Jeffrey Harris from Collider highlighted that the show needed to move on from the Monica Stevens storyline by saying "Although it was a great, entertaining episode, Monica received a rather anticlimactic ending, so it's time to showcase why it's time for The Rookie to move on from Monica as the show's main villain." He also added, "Ultimately, Monica being mostly cooperative this week, with very few hitches, came off as frustrating because it came off like a half-hearted attempt to bleach the character of her past offenses."

Jasmine Blu of TVFanatic, gave the episode a positive review highlighting the season premiere was "highly anticipated" She also added "Not only is it good to have the series back, but it's better to have it in top form, proving that eight years in, The Rookie can still bring it home as one of the best shows that broadcast has to offer.

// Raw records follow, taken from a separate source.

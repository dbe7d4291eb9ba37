//! Fee calculation.
//!
//! `total = round((base + units * unit_rate) * risk_multiplier) - tier discount`
//!
//! All arithmetic is integer lamports; multipliers and discounts are basis
//! points. Intermediate products are computed in `u128` and each division
//! rounds half up.

use audit_gate_core::{
    clamp_risk_bucket, config::PricingConfig, Error, FeeQuote, Lamports, Result, Tier,
    BPS_DENOMINATOR,
};

fn mul_bps(amount: u128, bps: u32) -> u128 {
    let denom = BPS_DENOMINATOR as u128;
    amount.saturating_mul(bps as u128).saturating_add(denom / 2) / denom
}

fn to_lamports(amount: u128) -> Lamports {
    Lamports::try_from(amount).unwrap_or(Lamports::MAX)
}

/// Pure price calculator.
#[derive(Debug, Clone)]
pub struct FeeCalculator {
    config: PricingConfig,
}

impl FeeCalculator {
    /// Validate the pricing table.
    ///
    /// The risk multiplier table must be non-decreasing and discounts may not
    /// exceed 100%.
    pub fn new(config: PricingConfig) -> Result<Self> {
        if let Some(pair) = config
            .risk_multiplier_bps
            .windows(2)
            .find(|pair| pair[1] < pair[0])
        {
            return Err(Error::config(format!(
                "risk multiplier table must be non-decreasing, found {} after {}",
                pair[1], pair[0]
            )));
        }
        for (tier, bps) in [
            (Tier::Subscriber, config.subscriber_discount_bps),
            (Tier::Premium, config.premium_discount_bps),
        ] {
            if bps as u64 > BPS_DENOMINATOR {
                return Err(Error::config(format!(
                    "{tier} discount of {bps} bps exceeds 100%"
                )));
            }
        }
        Ok(Self { config })
    }

    pub fn config(&self) -> &PricingConfig {
        &self.config
    }

    /// Discount applied to `tier`, in basis points.
    pub fn discount_bps(&self, tier: Tier) -> u32 {
        match tier {
            Tier::Free => 0,
            Tier::Subscriber => self.config.subscriber_discount_bps,
            Tier::Premium => self.config.premium_discount_bps,
        }
    }

    /// Quote one audit. Risk buckets outside `1..=10` are clamped.
    pub fn quote(&self, workload_units: u64, risk_bucket: u8, tier: Tier) -> FeeQuote {
        let risk_bucket = clamp_risk_bucket(risk_bucket as i64);
        let multiplier = self.config.risk_multiplier_bps[(risk_bucket - 1) as usize];
        let discount_bps = self.discount_bps(tier);

        let base = self.config.base_fee_lamports as u128;
        let workload = workload_units as u128 * self.config.unit_rate_lamports as u128;
        let subtotal = mul_bps(base.saturating_add(workload), multiplier);
        let discount = mul_bps(subtotal, discount_bps);

        FeeQuote {
            base_lamports: self.config.base_fee_lamports,
            workload_lamports: to_lamports(workload),
            risk_bucket,
            risk_multiplier_bps: multiplier,
            subtotal_lamports: to_lamports(subtotal),
            discount_bps,
            discount_lamports: to_lamports(discount),
            total_lamports: to_lamports(subtotal - discount),
        }
    }
}

#[cfg(test)]
mod tests {
    use super::*;

    fn calculator() -> FeeCalculator {
        FeeCalculator::new(PricingConfig::default()).unwrap()
    }

    #[test]
    fn test_subscriber_discount_is_exact() {
        let fees = calculator();
        let free = fees.quote(1000, 8, Tier::Free);
        let sub = fees.quote(1000, 8, Tier::Subscriber);

        // (0.05 SOL + 1000 * 1000) * 2.0
        assert_eq!(free.subtotal_lamports, 102_000_000);
        assert_eq!(free.total_lamports, 102_000_000);
        assert_eq!(free.discount_lamports, 0);

        assert_eq!(sub.subtotal_lamports, free.subtotal_lamports);
        assert_eq!(sub.discount_bps, 2_000);
        assert_eq!(sub.discount_lamports, 20_400_000);
        assert_eq!(free.total_lamports - sub.total_lamports, 20_400_000);
    }

    #[test]
    fn test_quote_is_deterministic() {
        let fees = calculator();
        assert_eq!(
            fees.quote(4242, 5, Tier::Premium),
            fees.quote(4242, 5, Tier::Premium)
        );
    }

    #[test]
    fn test_monotonic_in_workload_and_risk() {
        let fees = calculator();
        for tier in [Tier::Free, Tier::Subscriber, Tier::Premium] {
            let mut last = 0;
            for risk in 1..=10 {
                let total = fees.quote(500, risk, tier).total_lamports;
                assert!(total >= last, "risk {risk} on {tier} went down");
                last = total;
            }
            let mut last = 0;
            for units in [0, 1, 10, 999, 1_000_000] {
                let total = fees.quote(units, 6, tier).total_lamports;
                assert!(total >= last, "{units} units on {tier} went down");
                last = total;
            }
        }
    }

    #[test]
    fn test_paid_tiers_never_exceed_free() {
        let fees = calculator();
        for risk in 1..=10 {
            for units in [0, 7, 12_345] {
                let free = fees.quote(units, risk, Tier::Free).total_lamports;
                assert!(fees.quote(units, risk, Tier::Subscriber).total_lamports <= free);
                assert!(fees.quote(units, risk, Tier::Premium).total_lamports <= free);
            }
        }
    }

    #[test]
    fn test_risk_bucket_is_clamped() {
        let fees = calculator();
        assert_eq!(fees.quote(10, 0, Tier::Free), fees.quote(10, 1, Tier::Free));
        assert_eq!(fees.quote(10, 200, Tier::Free), fees.quote(10, 10, Tier::Free));
        assert_eq!(fees.quote(10, 200, Tier::Free).risk_bucket, 10);
    }

    #[test]
    fn test_rounds_half_up() {
        let fees = FeeCalculator::new(PricingConfig {
            base_fee_lamports: 1,
            unit_rate_lamports: 0,
            risk_multiplier_bps: [15_000; 10],
            subscriber_discount_bps: 5_000,
            premium_discount_bps: 0,
        })
        .unwrap();

        // 1 * 1.5 = 1.5 -> 2, then 2 * 0.5 = 1 off
        let quote = fees.quote(0, 3, Tier::Subscriber);
        assert_eq!(quote.subtotal_lamports, 2);
        assert_eq!(quote.discount_lamports, 1);
        assert_eq!(quote.total_lamports, 1);
    }

    #[test]
    fn test_huge_workload_saturates() {
        let quote = calculator().quote(u64::MAX, 10, Tier::Free);
        assert_eq!(quote.total_lamports, Lamports::MAX);
    }

    #[test]
    fn test_rejects_bad_tables() {
        let mut config = PricingConfig::default();
        config.risk_multiplier_bps[4] = 9_000;
        assert!(FeeCalculator::new(config).is_err());

        let config = PricingConfig {
            premium_discount_bps: 10_001,
            ..Default::default()
        };
        assert!(FeeCalculator::new(config).is_err());
    }
}
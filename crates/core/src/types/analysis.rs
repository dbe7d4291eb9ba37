use serde::{Deserialize, Serialize};

use super::fee::Lamports;

// =============================================================================
// Analysis Types
// =============================================================================

/// Lowest risk classification.
pub const MIN_RISK_BUCKET: u8 = 1;

/// Highest risk classification.
pub const MAX_RISK_BUCKET: u8 = 10;

/// Clamp a raw risk score into `[MIN_RISK_BUCKET, MAX_RISK_BUCKET]`.
pub fn clamp_risk_bucket(raw: i64) -> u8 {
    raw.clamp(MIN_RISK_BUCKET as i64, MAX_RISK_BUCKET as i64) as u8
}

/// Severity of a single finding.
#[derive(Debug, Clone, Copy, PartialEq, Eq, PartialOrd, Ord, Hash, Serialize, Deserialize)]
#[serde(rename_all = "UPPERCASE")]
pub enum Severity {
    Low,
    Medium,
    High,
    Critical,
}

impl Severity {
    pub fn as_str(&self) -> &'static str {
        match self {
            Severity::Low => "LOW",
            Severity::Medium => "MEDIUM",
            Severity::High => "HIGH",
            Severity::Critical => "CRITICAL",
        }
    }
}

/// A single issue reported by an analyzer.
#[derive(Debug, Clone, PartialEq, Eq, Serialize, Deserialize)]
pub struct Finding {
    /// Short machine name (e.g. "reentrancy").
    pub name: String,
    pub severity: Severity,
    pub description: String,
    pub remediation: String,
    /// How many times the issue was observed.
    pub occurrences: u32,
}

/// Output of an [`Analyzer`](crate::traits::Analyzer) call.
#[derive(Debug, Clone, PartialEq, Eq, Serialize, Deserialize)]
pub struct AnalysisReport {
    /// Name of the analyzer that produced the report.
    pub analyzer: String,
    /// Structured findings (may be empty).
    pub findings: Vec<Finding>,
    /// Human-readable summary.
    pub summary: String,
    /// Risk classification in `1..=10`.
    pub risk_bucket: u8,
    /// Workload size used for pricing (tokens, lines, ...).
    pub workload_units: u64,
    /// Cost actually incurred producing this report.
    pub cost_lamports: Lamports,
}
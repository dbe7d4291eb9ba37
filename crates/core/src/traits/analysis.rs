//! Analyzer trait.

use async_trait::async_trait;

use crate::error::Result;
use crate::types::{AnalysisReport, SubjectId};

/// Content analyzer.
///
/// Two implementations share this contract: a local zero-cost pattern
/// matcher that never fails, and a paid remote analyzer that may time out or
/// return an upstream error.
#[async_trait]
pub trait Analyzer: Send + Sync {
    /// Analyzer name recorded in reports and logs.
    fn name(&self) -> &str;

    /// Analyze `payload` for `subject`.
    async fn analyze(&self, subject: &SubjectId, payload: &str) -> Result<AnalysisReport>;
}
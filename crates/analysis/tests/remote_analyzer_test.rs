//! RemoteAnalyzer against a one-shot local HTTP responder.

use std::time::Duration;

use audit_gate_analysis::RemoteAnalyzer;
use audit_gate_core::{Analyzer, Error, SubjectId};
use secrecy::Secret;
use tokio::io::{AsyncReadExt, AsyncWriteExt};
use tokio::net::TcpListener;

/// Serve exactly one request with `status` and `body`, returning the raw
/// request text through the join handle.
async fn serve_once(status: &'static str, body: &'static str) -> (String, tokio::task::JoinHandle<String>) {
    let listener = TcpListener::bind("127.0.0.1:0").await.unwrap();
    let url = format!("http://{}/analyze", listener.local_addr().unwrap());

    let handle = tokio::spawn(async move {
        let (mut socket, _) = listener.accept().await.unwrap();
        let mut raw = Vec::new();
        let mut buf = [0u8; 4096];
        loop {
            let n = socket.read(&mut buf).await.unwrap();
            raw.extend_from_slice(&buf[..n]);
            let text = String::from_utf8_lossy(&raw);
            if let Some(header_end) = text.find("\r\n\r\n") {
                let content_length = text[..header_end]
                    .lines()
                    .find_map(|line| {
                        let lower = line.to_ascii_lowercase();
                        lower
                            .strip_prefix("content-length:")
                            .map(|v| v.trim().parse::<usize>().unwrap())
                    })
                    .unwrap_or(0);
                if raw.len() >= header_end + 4 + content_length {
                    break;
                }
            }
            if n == 0 {
                break;
            }
        }

        let response = format!(
            "HTTP/1.1 {}\r\nContent-Type: application/json\r\nContent-Length: {}\r\nConnection: close\r\n\r\n{}",
            status,
            body.len(),
            body
        );
        socket.write_all(response.as_bytes()).await.unwrap();
        socket.shutdown().await.ok();
        String::from_utf8_lossy(&raw).into_owned()
    });

    (url, handle)
}

#[tokio::test]
async fn test_remote_analysis_round_trip() {
    let (url, server) = serve_once(
        "200 OK",
        r#"{"summary":"two issues","risk_score":8,"workload_units":1000,"findings":[]}"#,
    )
    .await;

    let analyzer = RemoteAnalyzer::new(
        url,
        Some(Secret::new("sk-test".to_string())),
        50_000,
        180,
        Duration::from_secs(5),
    )
    .unwrap();
    let report = analyzer
        .analyze(&SubjectId::from("C1"), "contract Vault {}")
        .await
        .unwrap();

    assert_eq!(report.analyzer, "remote");
    assert_eq!(report.risk_bucket, 8);
    assert_eq!(report.workload_units, 1000);
    assert_eq!(report.cost_lamports, 180_000);

    let request = server.await.unwrap();
    assert!(request.starts_with("POST /analyze"));
    assert!(request.to_ascii_lowercase().contains("authorization: bearer sk-test"));
    assert!(request.contains(r#""subject":"C1""#));
}

#[tokio::test]
async fn test_upstream_error_is_analysis_error() {
    let (url, server) = serve_once("503 Service Unavailable", r#"{"error":"busy"}"#).await;

    let analyzer = RemoteAnalyzer::new(url, None, 50_000, 180, Duration::from_secs(5)).unwrap();
    let err = analyzer
        .analyze(&SubjectId::from("C1"), "contract Vault {}")
        .await
        .unwrap_err();

    assert!(matches!(err, Error::Analysis(_)), "unexpected error: {err}");
    server.await.unwrap();
}

/// Accept connections and never answer.
async fn serve_silently() -> (String, tokio::task::JoinHandle<()>) {
    let listener = TcpListener::bind("127.0.0.1:0").await.unwrap();
    let url = format!("http://{}/analyze", listener.local_addr().unwrap());
    let handle = tokio::spawn(async move {
        let mut held = Vec::new();
        while let Ok((socket, _)) = listener.accept().await {
            held.push(socket);
        }
    });
    (url, handle)
}

#[tokio::test]
async fn test_client_timeout_is_timeout_error() {
    let (url, server) = serve_silently().await;

    let analyzer = RemoteAnalyzer::new(url, None, 50_000, 180, Duration::from_millis(200)).unwrap();
    let err = analyzer
        .analyze(&SubjectId::from("C1"), "contract Vault {}")
        .await
        .unwrap_err();

    assert!(matches!(err, Error::Timeout(_)), "unexpected error: {err}");
    server.abort();
}
//! Quota ledger.
//!
//! Tracks, per identity, the requests settled in rolling hour/day/30-day
//! windows and the spend of the current calendar month, plus a system-wide
//! trailing-minute throttle shared by every identity.
//!
//! Admission and usage recording form one check-then-act transaction. A
//! successful [`QuotaLedger::check_admission`] returns a [`Reservation`]
//! that occupies a slot in every window until it is either settled with
//! [`Reservation::record_usage`] or released (explicitly or on drop). This
//! lets the slow analysis step run outside any lock while concurrent
//! requests still see the slot as taken.
//!
//! Lock order is always identity entry, then system window.

use chrono::{DateTime, Datelike, Duration, Utc};
use dashmap::DashMap;
use serde::Serialize;
use std::collections::VecDeque;
use std::sync::{Arc, Mutex, PoisonError};

use audit_gate_core::{
    config::{QuotaConfig, TierLimits},
    Clock, DenialReason, Error, Identity, IdentityId, Lamports, Result, Tier,
};

fn minute() -> Duration {
    Duration::minutes(1)
}

fn hour() -> Duration {
    Duration::hours(1)
}

fn day() -> Duration {
    Duration::days(1)
}

fn month() -> Duration {
    Duration::days(30)
}

fn month_key(at: DateTime<Utc>) -> (i32, u32) {
    (at.year(), at.month())
}

fn count_within(stamps: &VecDeque<DateTime<Utc>>, now: DateTime<Utc>, window: Duration) -> u32 {
    stamps
        .iter()
        .filter(|ts| now.signed_duration_since(**ts) < window)
        .count() as u32
}

fn prune(stamps: &mut VecDeque<DateTime<Utc>>, now: DateTime<Utc>, horizon: Duration) {
    while let Some(front) = stamps.front() {
        if now.signed_duration_since(*front) >= horizon {
            stamps.pop_front();
        } else {
            break;
        }
    }
}

/// Usage window for one identity.
#[derive(Debug)]
struct UsageWindow {
    identity: Identity,
    /// Settlement times, oldest first, kept for 30 days.
    settled: VecDeque<DateTime<Utc>>,
    /// Admitted requests not yet settled or released.
    in_flight: u32,
    /// Estimated cost held by in-flight requests.
    reserved_spend: Lamports,
    spend_month: (i32, u32),
    spent: Lamports,
}

impl UsageWindow {
    fn new(identity: Identity, now: DateTime<Utc>) -> Self {
        Self {
            identity,
            settled: VecDeque::new(),
            in_flight: 0,
            reserved_spend: 0,
            spend_month: month_key(now),
            spent: 0,
        }
    }

    fn spent_this_month(&self, now: DateTime<Utc>) -> Lamports {
        if self.spend_month == month_key(now) {
            self.spent
        } else {
            0
        }
    }

    /// Settled plus in-flight requests within `window`.
    fn occupied(&self, now: DateTime<Utc>, window: Duration) -> u32 {
        count_within(&self.settled, now, window).saturating_add(self.in_flight)
    }
}

/// System-wide trailing window.
#[derive(Debug, Default)]
struct SystemWindow {
    settled: VecDeque<DateTime<Utc>>,
    in_flight: u32,
}

/// Per-identity quota ledger with a system-wide throttle.
pub struct QuotaLedger {
    windows: DashMap<IdentityId, UsageWindow>,
    system: Mutex<SystemWindow>,
    config: QuotaConfig,
    clock: Arc<dyn Clock>,
}

impl QuotaLedger {
    /// Create a new ledger.
    pub fn new(config: QuotaConfig, clock: Arc<dyn Clock>) -> Self {
        Self {
            windows: DashMap::new(),
            system: Mutex::new(SystemWindow::default()),
            config,
            clock,
        }
    }

    pub fn config(&self) -> &QuotaConfig {
        &self.config
    }

    /// Decide whether `identity` may run one more request on `tier`.
    ///
    /// Constraints are checked in a fixed order and the first violation is
    /// returned. Any internal error denies the request.
    pub fn check_admission(
        &self,
        identity: &IdentityId,
        tier: Tier,
        estimated_cost: Lamports,
    ) -> std::result::Result<Reservation<'_>, DenialReason> {
        match self.evaluate(identity, tier, estimated_cost) {
            Ok(None) => {
                tracing::debug!(
                    identity = %identity,
                    tier = %tier,
                    estimated_cost = estimated_cost,
                    "Admission granted"
                );
                Ok(Reservation {
                    ledger: self,
                    identity: identity.clone(),
                    estimated_cost,
                    active: true,
                })
            }
            Ok(Some(reason)) => {
                tracing::info!(identity = %identity, tier = %tier, reason = %reason, "Admission denied");
                Err(reason)
            }
            Err(e) => {
                tracing::error!(identity = %identity, error = %e, "Quota check failed, denying request");
                Err(DenialReason::Internal(e.to_string()))
            }
        }
    }

    /// Returns `None` when admitted; the reservation is already booked.
    fn evaluate(
        &self,
        identity: &IdentityId,
        tier: Tier,
        estimated_cost: Lamports,
    ) -> Result<Option<DenialReason>> {
        let now = self.clock.now();
        let mut window = self
            .windows
            .entry(identity.clone())
            .or_insert_with(|| UsageWindow::new(Identity::new(identity.clone(), tier, now), now));

        if window.identity.tier != tier {
            tracing::info!(
                identity = %identity,
                from = %window.identity.tier,
                to = %tier,
                "Identity tier changed"
            );
            window.identity.tier = tier;
        }
        prune(&mut window.settled, now, month());

        let limits = self.config.limits(tier);
        if window.occupied(now, hour()) >= limits.hourly {
            return Ok(Some(DenialReason::HourlyLimit));
        }
        if window.occupied(now, day()) >= limits.daily {
            return Ok(Some(DenialReason::DailyLimit));
        }
        if window.occupied(now, month()) >= limits.monthly {
            return Ok(Some(DenialReason::MonthlyLimit));
        }

        let committed = window
            .spent_this_month(now)
            .checked_add(window.reserved_spend)
            .and_then(|spend| spend.checked_add(estimated_cost))
            .ok_or_else(|| Error::ledger(format!("spend overflow for {identity}")))?;
        if committed > limits.monthly_budget_lamports {
            return Ok(Some(DenialReason::BudgetLimit));
        }

        // A poisoned lock denies this request only; the poison is cleared
        // so the next admission sees the recovered window.
        let mut system = self.system.lock().map_err(|poisoned| {
            drop(poisoned.into_inner());
            self.system.clear_poison();
            Error::ledger("system window lock poisoned")
        })?;
        prune(&mut system.settled, now, minute());
        let recent = count_within(&system.settled, now, minute()).saturating_add(system.in_flight);
        if recent >= self.config.global_per_minute {
            return Ok(Some(DenialReason::SystemThrottle));
        }

        system.in_flight += 1;
        window.in_flight += 1;
        window.reserved_spend += estimated_cost;
        Ok(None)
    }

    fn settle(&self, identity: &IdentityId, estimated_cost: Lamports, actual_cost: Lamports) -> Result<()> {
        let now = self.clock.now();
        let mut window = self.windows.get_mut(identity).ok_or_else(|| {
            Error::inconsistency(format!("reservation for unknown identity {identity}"))
        })?;
        if window.in_flight == 0 {
            tracing::error!(identity = %identity, "Settling with no reservation in flight");
            return Err(Error::inconsistency(format!(
                "no reservation in flight for {identity}"
            )));
        }

        window.in_flight -= 1;
        window.reserved_spend = window.reserved_spend.saturating_sub(estimated_cost);
        window.settled.push_back(now);
        let key = month_key(now);
        if window.spend_month != key {
            window.spend_month = key;
            window.spent = 0;
        }
        window.spent = window.spent.saturating_add(actual_cost);

        // Settlement must complete even if another thread panicked.
        let mut system = self.system.lock().unwrap_or_else(PoisonError::into_inner);
        system.in_flight = system.in_flight.saturating_sub(1);
        system.settled.push_back(now);
        prune(&mut system.settled, now, minute());

        tracing::debug!(
            identity = %identity,
            actual_cost = actual_cost,
            spent_this_month = window.spent,
            "Usage recorded"
        );
        Ok(())
    }

    fn release(&self, identity: &IdentityId, estimated_cost: Lamports) {
        if let Some(mut window) = self.windows.get_mut(identity) {
            window.in_flight = window.in_flight.saturating_sub(1);
            window.reserved_spend = window.reserved_spend.saturating_sub(estimated_cost);
        }
        let mut system = self.system.lock().unwrap_or_else(PoisonError::into_inner);
        system.in_flight = system.in_flight.saturating_sub(1);
        tracing::debug!(identity = %identity, "Reservation released");
    }

    /// Record the tier of an identity, creating it if needed.
    ///
    /// The tier carried by each request is authoritative: the next
    /// [`check_admission`](Self::check_admission) applies its own tier and
    /// overwrites this one. Use this to provision an identity ahead of its
    /// first request so [`snapshot`](Self::snapshot) reports the right
    /// limits.
    pub fn set_tier(&self, identity: &IdentityId, tier: Tier) {
        let now = self.clock.now();
        self.windows
            .entry(identity.clone())
            .or_insert_with(|| UsageWindow::new(Identity::new(identity.clone(), tier, now), now))
            .identity
            .tier = tier;
        tracing::info!(identity = %identity, tier = %tier, "Identity tier set");
    }

    /// Tier of an identity; unknown identities are Free.
    pub fn tier_of(&self, identity: &IdentityId) -> Tier {
        self.windows
            .get(identity)
            .map(|w| w.identity.tier)
            .unwrap_or_default()
    }

    /// Forget settled usage and spend for an identity. In-flight
    /// reservations are kept.
    pub fn reset_identity(&self, identity: &IdentityId) {
        if let Some(mut window) = self.windows.get_mut(identity) {
            window.settled.clear();
            window.spent = 0;
            tracing::info!(identity = %identity, "Quota usage reset");
        }
    }

    /// Number of identities seen so far.
    pub fn identity_count(&self) -> usize {
        self.windows.len()
    }

    /// Current usage for an identity. Does not create the identity.
    pub fn snapshot(&self, identity: &IdentityId) -> QuotaSnapshot {
        let now = self.clock.now();
        match self.windows.get(identity) {
            Some(window) => {
                let limits = *self.config.limits(window.identity.tier);
                QuotaSnapshot::new(
                    identity.clone(),
                    window.identity.tier,
                    Some(window.identity.created_at),
                    [
                        count_within(&window.settled, now, hour()),
                        count_within(&window.settled, now, day()),
                        count_within(&window.settled, now, month()),
                    ],
                    window.in_flight,
                    window.spent_this_month(now),
                    limits,
                )
            }
            None => QuotaSnapshot::new(
                identity.clone(),
                Tier::Free,
                None,
                [0, 0, 0],
                0,
                0,
                *self.config.limits(Tier::Free),
            ),
        }
    }
}

/// An admitted request holding one slot in every quota window.
///
/// Consumed by [`record_usage`](Self::record_usage) or
/// [`release`](Self::release); dropping it releases the slot.
#[must_use = "dropping a reservation releases it without recording usage"]
pub struct Reservation<'a> {
    ledger: &'a QuotaLedger,
    identity: IdentityId,
    estimated_cost: Lamports,
    active: bool,
}

impl std::fmt::Debug for Reservation<'_> {
    fn fmt(&self, f: &mut std::fmt::Formatter<'_>) -> std::fmt::Result {
        f.debug_struct("Reservation")
            .field("identity", &self.identity)
            .field("estimated_cost", &self.estimated_cost)
            .field("active", &self.active)
            .finish()
    }
}

impl Reservation<'_> {
    pub fn identity(&self) -> &IdentityId {
        &self.identity
    }

    pub fn estimated_cost(&self) -> Lamports {
        self.estimated_cost
    }

    /// Settle the request: count it in every window and add `actual_cost`
    /// to the monthly spend.
    pub fn record_usage(mut self, actual_cost: Lamports) -> Result<()> {
        self.active = false;
        self.ledger
            .settle(&self.identity, self.estimated_cost, actual_cost)
    }

    /// Give the slot back without recording anything.
    pub fn release(mut self) {
        self.active = false;
        self.ledger.release(&self.identity, self.estimated_cost);
    }
}

impl Drop for Reservation<'_> {
    fn drop(&mut self) {
        if self.active {
            self.ledger.release(&self.identity, self.estimated_cost);
        }
    }
}

/// Point-in-time view of an identity's quota usage.
#[derive(Debug, Clone, Serialize)]
pub struct QuotaSnapshot {
    pub identity: IdentityId,
    pub tier: Tier,
    pub created_at: Option<DateTime<Utc>>,
    pub used_hour: u32,
    pub used_day: u32,
    pub used_month: u32,
    pub in_flight: u32,
    pub spent_this_month: Lamports,
    pub limits: TierLimits,
    pub remaining_hour: u32,
    pub remaining_day: u32,
    pub remaining_month: u32,
    pub remaining_budget: Lamports,
}

impl QuotaSnapshot {
    fn new(
        identity: IdentityId,
        tier: Tier,
        created_at: Option<DateTime<Utc>>,
        [used_hour, used_day, used_month]: [u32; 3],
        in_flight: u32,
        spent_this_month: Lamports,
        limits: TierLimits,
    ) -> Self {
        Self {
            identity,
            tier,
            created_at,
            used_hour,
            used_day,
            used_month,
            in_flight,
            spent_this_month,
            limits,
            remaining_hour: limits.hourly.saturating_sub(used_hour + in_flight),
            remaining_day: limits.daily.saturating_sub(used_day + in_flight),
            remaining_month: limits.monthly.saturating_sub(used_month + in_flight),
            remaining_budget: limits.monthly_budget_lamports.saturating_sub(spent_this_month),
        }
    }
}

And for the most part, The Rookie Season 8 Episode 1 offered intrigue, strong dynamics, romance, and some intriguing conflict and new opportunities. All of the above made up for the Bailey, Rodge, and Monica of it all." Though Blu also highlighted some dissatisfaction over Monica's villainy storyline by saying "Has the Monica situation gotten old? Yes. And your girl has talked ad-nauseum about that, so there's no need to beat that dead horse here, lest I risk becoming a hypocrite for not letting Monica go. But, overall, even Monica had her endearing moments and her placement in all of this. Maybe it's just the general high of having a beloved series back on the air after such a long break, but The Rookie treating Monica like its pet villain who'll never fully be tamed had its amusing moments." But did add in a positive note "And dare I say it even has some potential because the very idea that Monica would have to slum it like "a poor" by trying to live in LA and sustain herself with the $100K she may or may not cash in from that necklace is admittedly hilarious."